The politicos were in Senekal for one reason: to leech off people’s pain
For AfriForum and the EFF it was not a day of protest, or of seeking solutions, but a public relations exercise
Politicians were the winners in Senekal last week. South Africans, in the meantime, lost out to the noise of those who thrive in chaos and wish to divide the country.
The usual political suspects were all there. They could not help it. Like flies to a dog’s excrement, they descended on Senekal to play to the gallery. They offered no solutions, no wise words, no future. Instead, they added oil to the flame. They had populist words for their supporters, many of whom arrived outside court already drunk from their leaders’ empty rhetoric.

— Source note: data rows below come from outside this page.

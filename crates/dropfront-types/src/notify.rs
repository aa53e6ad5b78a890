//! Dismissable, time-limited page notifications.

use serde::{Deserialize, Serialize};

pub const DEFAULT_DURATION_MS: u64 = 5000;

#[derive(Debug, Clone, Copy, PartialEq, Eq, Serialize, Deserialize)]
#[serde(rename_all = "lowercase")]
pub enum Variant {
    Success,
    Error,
}

#[derive(Debug, Clone, PartialEq, Eq, Serialize, Deserialize)]
#[serde(rename_all = "camelCase")]
pub struct Notification {
    pub title: String,
    pub description: String,
    pub duration_ms: u64,
    pub variant: Variant,
    #[serde(skip_serializing_if = "Option::is_none")]
    pub link: Option<String>,
}

impl Notification {
    pub fn success(title: impl Into<String>, description: impl Into<String>) -> Self {
        Self {
            title: title.into(),
            description: description.into(),
            duration_ms: DEFAULT_DURATION_MS,
            variant: Variant::Success,
            link: None,
        }
    }

    pub fn error(title: impl Into<String>, description: impl Into<String>) -> Self {
        Self {
            title: title.into(),
            description: description.into(),
            duration_ms: DEFAULT_DURATION_MS,
            variant: Variant::Error,
            link: None,
        }
    }

    pub fn with_link(mut self, link: impl Into<String>) -> Self {
        self.link = Some(link.into());
        self
    }
}
#[cfg(test)]
mod tests {
    use super::*;
    use crate::claim::CurrencyMetadata;

    const ETH_0_0505: &str = "50500000000000000";

    fn condition(max_supply: &str, per_wallet: &str, available: &str) -> ClaimCondition {
        ClaimCondition {
            currency_metadata: CurrencyMetadata {
                value: ETH_0_0505.into(),
                decimals: Some(18),
                symbol: "ETH".into(),
            },
            max_claimable_supply: max_supply.into(),
            max_claimable_per_wallet: per_wallet.into(),
            available_supply: available.into(),
            start_time: 0,
        }
    }

    fn eligible_state() -> DropState {
        DropState {
            claim_conditions: ReadState::ready(vec![condition("1998", "10", "1000")]),
            active_claim_condition: ReadState::ready(condition("1998", "10", "1000")),
            claimer_proof: ReadState::ready(None),
            ineligibility_reasons: ReadState::ready(vec![]),
            unclaimed_supply: ReadState::ready("1000".into()),
            claimed_supply: ReadState::ready("998".into()),
            total_supply: ReadState::ready("998000".into()),
            contract_loaded: true,
        }
    }

    fn with_proof(mut state: DropState, max: &str) -> DropState {
        state.claimer_proof = ReadState::ready(Some(ClaimerProof {
            address: "0xabc".into(),
            max_claimable: max.into(),
            price: None,
        }));
        state
    }

    // --- maxClaimable ---

    #[test]
    fn test_max_claimable_per_wallet_cap() {
        assert_eq!(eligible_state().max_claimable(), 10);
    }

    #[test]
    fn test_max_claimable_unparseable_supply_uses_sentinel() {
        let mut state = eligible_state();
        state.active_claim_condition = ReadState::ready(condition("unlimited", "unlimited", "1000"));
        state.unclaimed_supply = ReadState::ready("5000000".into());
        assert_eq!(state.max_claimable(), UNLIMITED);
    }

    #[test]
    fn test_max_claimable_proof_overrides_cap() {
        let state = with_proof(eligible_state(), "25");
        assert_eq!(state.max_claimable(), 25);
    }

    #[test]
    fn test_max_claimable_unclaimed_bound_wins_over_proof() {
        let mut state = with_proof(eligible_state(), "5");
        state.unclaimed_supply = ReadState::ready("3".into());
        assert_eq!(state.max_claimable(), 3);
    }

    #[test]
    fn test_max_claimable_zero_proof_collapses_to_unclaimed() {
        let mut state = with_proof(eligible_state(), "0");
        state.unclaimed_supply = ReadState::ready("40".into());
        assert_eq!(state.max_claimable(), 40);
        state.unclaimed_supply = ReadState::ready("9999999".into());
        assert_eq!(state.max_claimable(), UNLIMITED);
    }

    #[test]
    fn test_max_claimable_garbage_proof_keeps_previous_cap() {
        let state = with_proof(eligible_state(), "lots");
        assert_eq!(state.max_claimable(), 10);
    }

    #[test]
    fn test_max_claimable_never_exceeds_unclaimed() {
        for unclaimed in [0u64, 1, 3, 9, 10, 11, 500] {
            for proof in ["", "0", "2", "7", "12", "x"] {
                let mut state = eligible_state();
                if !proof.is_empty() {
                    state = with_proof(state, proof);
                }
                state.unclaimed_supply = ReadState::ready(unclaimed.to_string());
                let max = state.max_claimable();
                assert!(max <= unclaimed, "unclaimed={unclaimed} proof={proof} max={max}");
                let wallet_cap = match proof {
                    "0" => UNLIMITED,
                    "" | "x" => 10,
                    n => n.parse().unwrap(),
                };
                assert!(max <= wallet_cap);
            }
        }
    }

    #[test]
    fn test_max_claimable_missing_unclaimed_is_zero() {
        let mut state = eligible_state();
        state.unclaimed_supply = ReadState::loading();
        assert_eq!(state.max_claimable(), 0);
        assert_eq!(state.quantity_limit(), 0);
    }

    // --- isSoldOut ---

    #[test]
    fn test_sold_out_when_claimed_matches_total_supply() {
        let mut state = eligible_state();
        state.claimed_supply = ReadState::ready("1998".into());
        state.total_supply = ReadState::ready("1998".into());
        assert!(state.is_sold_out());
        assert_eq!(state.button_label(1), "Sold Out");
    }

    #[test]
    fn test_sold_out_when_available_supply_zero() {
        let mut state = eligible_state();
        state.active_claim_condition = ReadState::ready(condition("1998", "10", "0"));
        assert!(state.is_sold_out());
        assert!(!state.can_claim());
    }

    #[test]
    fn test_sold_out_fails_open_on_malformed_available_supply() {
        let mut state = eligible_state();
        state.active_claim_condition = ReadState::ready(condition("1998", "10", "unlimited"));
        state.claimed_supply = ReadState::ready("1998".into());
        state.total_supply = ReadState::ready("1998".into());
        assert!(!state.is_sold_out());
    }

    #[test]
    fn test_sold_out_ignores_available_supply_while_loading() {
        let mut state = eligible_state();
        state.active_claim_condition = ReadState::loading();
        assert!(!state.is_sold_out());
        state.total_supply = ReadState::loading();
        state.claimed_supply = ReadState::loading();
        assert!(!state.is_sold_out());
    }

    #[test]
    fn test_claimed_compares_normalised_hex() {
        let mut state = eligible_state();
        state.claimed_supply = ReadState::ready("0x7ce".into());
        state.total_supply = ReadState::ready("1998".into());
        assert!(state.is_sold_out());

        state.claimed_supply = ReadState::ready("1998".into());
        state.total_supply = ReadState::ready("0x7ce".into());
        assert!(state.is_sold_out());
    }

    #[test]
    fn test_minted_counter_reads_total_supply() {
        let mut state = eligible_state();
        state.total_supply = ReadState::ready("1500".into());
        assert_eq!(state.number_minted(), "1500");
        assert_eq!(state.number_claimed(), "998");
        state.total_supply = ReadState::failed();
        assert_eq!(state.number_minted(), "0");
    }

    #[test]
    fn test_clamp_quantity_to_limit() {
        let mut state = eligible_state();
        assert_eq!(state.clamp_quantity(7), 7);
        state.unclaimed_supply = ReadState::ready("3".into());
        assert_eq!(state.quantity_limit(), 3);
        assert_eq!(state.clamp_quantity(5), 3);
        assert_eq!(state.clamp_quantity(0), 1);
        state.unclaimed_supply = ReadState::ready("0".into());
        assert_eq!(state.clamp_quantity(4), 1);
    }

    // --- canClaim / labels ---

    #[test]
    fn test_can_claim_requires_successful_reads() {
        let mut state = eligible_state();
        assert!(state.can_claim());
        state.ineligibility_reasons = ReadState::loading();
        assert!(!state.can_claim());
        assert_eq!(state.button_label(1), LABEL_CHECKING);
    }

    #[test]
    fn test_not_connected_reason_blocks_claim() {
        let mut state = eligible_state();
        state.ineligibility_reasons = ReadState::ready(vec![IneligibilityReason::NotConnected]);
        assert!(!state.can_claim());
        assert_eq!(state.button_label(1), "No wallet connected.");
    }

    #[test]
    fn test_price_scales_with_quantity() {
        let state = eligible_state();
        assert_eq!(state.price_to_mint(1), "0.0505 ETH");
        assert_eq!(state.price_to_mint(3), "0.1515 ETH");
        assert_eq!(state.price_to_mint(10), "0.505 ETH");
        for q in 1..=MAX_QUANTITY {
            let expected = format_price(U256::from(50_500_000_000_000_000u64 * q as u64), 18, "ETH");
            assert_eq!(state.price_to_mint(q), expected);
            assert_eq!(state.button_label(q), format!("Mint ({expected})"));
        }
    }

    #[test]
    fn test_free_mint_label() {
        let mut state = eligible_state();
        let mut cc = condition("1998", "10", "1000");
        cc.currency_metadata.value = "0".into();
        state.active_claim_condition = ReadState::ready(cc);
        for q in 1..=MAX_QUANTITY {
            assert!(state.button_label(q).contains("Free"));
        }
        assert_eq!(state.button_label(2), "Mint (Free)");
    }

    #[test]
    fn test_fallback_label_when_nothing_known() {
        let state = DropState {
            active_claim_condition: ReadState::failed(),
            ineligibility_reasons: ReadState::failed(),
            unclaimed_supply: ReadState::failed(),
            claimed_supply: ReadState::failed(),
            total_supply: ReadState::failed(),
            contract_loaded: true,
            ..DropState::default()
        };
        assert_eq!(state.button_label(1), LABEL_UNAVAILABLE);
    }

    #[test]
    fn test_loading_without_contract() {
        let state = DropState::default();
        assert!(state.is_loading());
        assert!(state.button_loading());
        assert!(!state.is_sold_out());
    }

    // --- drop timing ---

    #[test]
    fn test_drop_not_ready_when_all_caps_zero() {
        let mut state = eligible_state();
        state.claim_conditions =
            ReadState::ready(vec![condition("0", "1", "0"), condition("0", "5", "0")]);
        assert!(state.drop_not_ready());
        state.claim_conditions = ReadState::ready(vec![]);
        assert!(state.drop_not_ready());
        state.claim_conditions = ReadState::loading();
        assert!(!state.drop_not_ready());
        state.claim_conditions = ReadState::ready(vec![condition("0", "1", "0"), condition("5", "1", "5")]);
        assert!(!state.drop_not_ready());
    }

    #[test]
    fn test_drop_starting_soon() {
        let mut state = eligible_state();
        assert!(!state.drop_starting_soon(100));

        let mut future = condition("1998", "10", "1000");
        future.start_time = 200;
        state.active_claim_condition = ReadState::ready(future);
        assert!(state.drop_starting_soon(100));
        assert!(!state.drop_starting_soon(200));

        state.active_claim_condition = ReadState::failed();
        assert!(state.drop_starting_soon(100));
        state.claim_conditions = ReadState::ready(vec![]);
        assert!(!state.drop_starting_soon(100));
    }

    // --- MintRequest ---

    #[test]
    fn test_mint_request_bounds() {
        assert_eq!(MintRequest::new(3, 1000).unwrap().quantity(), 3);
        assert!(MintRequest::new(0, 1000).is_err());
        assert!(MintRequest::new(11, UNLIMITED).is_err());
        let err = MintRequest::new(4, 3).unwrap_err();
        assert_eq!(err, QuantityError { requested: 4, limit: 3 });
        assert_eq!(
            MintRequest::new(1, 0).unwrap_err().to_string(),
            "nothing left to mint for this wallet"
        );
    }
}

You could see them in their laughable military fatigues, just like the ANC’s Kebby Maphatsoe and his toy soldiers, the MK Military Veterans’ Association. You could see them in their political party regalia, drunk on song and the words of their leaders, calling themselves “colonel this or that” or “ground forces” led by some imaginary commander-in-chief.
Senekal last week had nothing to do with solutions. It was all about politicians’ testosterone. It was all about politicians’ egos. What useful idea came out of all that heat and noise generated by all those politicians in Senekal last week? There is nothing. Nothing that makes SA a better place. Nothing that leads us to a better understanding of race relations in SA after 1994. Nothing that is a solution to farm murders – many of whose victims are poorly paid, desperate black people – or a solution to the incredibly horrendous murder and crime problem in this country.
At their sumptuous pads in Cape Town and Johannesburg, the politicians who arrived in Senekal last week to stoke hate and pose for the cameras are sipping whiskies and laughing about how they “showed them”. This was not a day of protest, or of seeking solutions. All those politicians who pitched up in Senekal did it for one reason and one reason only – it was a photo shoot, a public relations exercise.
This was not a day of protest, or of seeking solutions. All those politicians who pitched up in Senekal did it for one reason and one reason only – it was a photo shoot, a public relations exercise.
In Sesotho there is an expression for people like these: they are bo mponeng (the “see me people”). They are the type who arrive at funerals and cry and moan far more loudly than the bereaved. They are there, like some of the characters in Zakes Mda’s Ways of Dying, to be a spectacle – then have a fulsome meal and go off to gossip about the poor food or that the coffin was cheap pine.
Think about the organisations in Senekal last week. These organisations are leeches, feeding off the pain of ordinary South Africans who are bleeding from crime. AfriForum is an organisation whose sole purpose is to leech off white Afrikaner pain, legitimate or not. Its presence in Senekal was merely to drum up support in SA and elsewhere for its false claims of some mythical “farm genocide”.
Disagree with me? At the end of the news agency Reuters’ story on the events in Senekal there was this paragraph: “Murders of white farmers make up a small fraction of the total in South Africa, which has the world’s fifth-highest murder rate. In the 2019/20 financial year there were 21,325 murders across the country, of which 49 were white farmers, according to police statistics.”
AfriForum does not care for these 21,276 “other” lives. Just white Afrikaner lives. AfriForum is not looking for a solution for SA. It is looking for a whites-only solution.
Then there was Malema and his red onesie army, always in pole position to exploit the suffering of blacks for his own political elevation. Malema shouted from the podium: “We want to move onto the land, we want to occupy the land, we want to produce food for ourselves.”
We know what he wants. The EFF and ANC elites must benefit from farm expropriations and distribution, just as they did in his hero Robert Mugabe’s Zimbabwe. There was not a single solution proffered by Malema to issues roiling Senekal last week except to chant that Boers must be shot.
The less said about Helen Zille’s appearance the better. She wore her “I am an African” T-shirt, got her usual detractors hot under the collar on Twitter, and left knowing that she had achieved her goal for the day: to trend on Twitter.
All these politicians were allegedly there because a young man, 21-year-old farm manager Brendan Horner, was attacked, stabbed and tied to a gate at what is supposed to be a safe place – his home. None of the actions of a single one of the politicians in Senekal last week has brought any serious South African closer to solving the crisis of murder – urban, farm, township, black, white – in SA. Today, more South Africans will be brutally murdered. Zille, Malema or AfriForum’s Kallie Kriel will not give a toss about them unless there are cameras rolling.
South Africans die alone. Cry, the beloved country.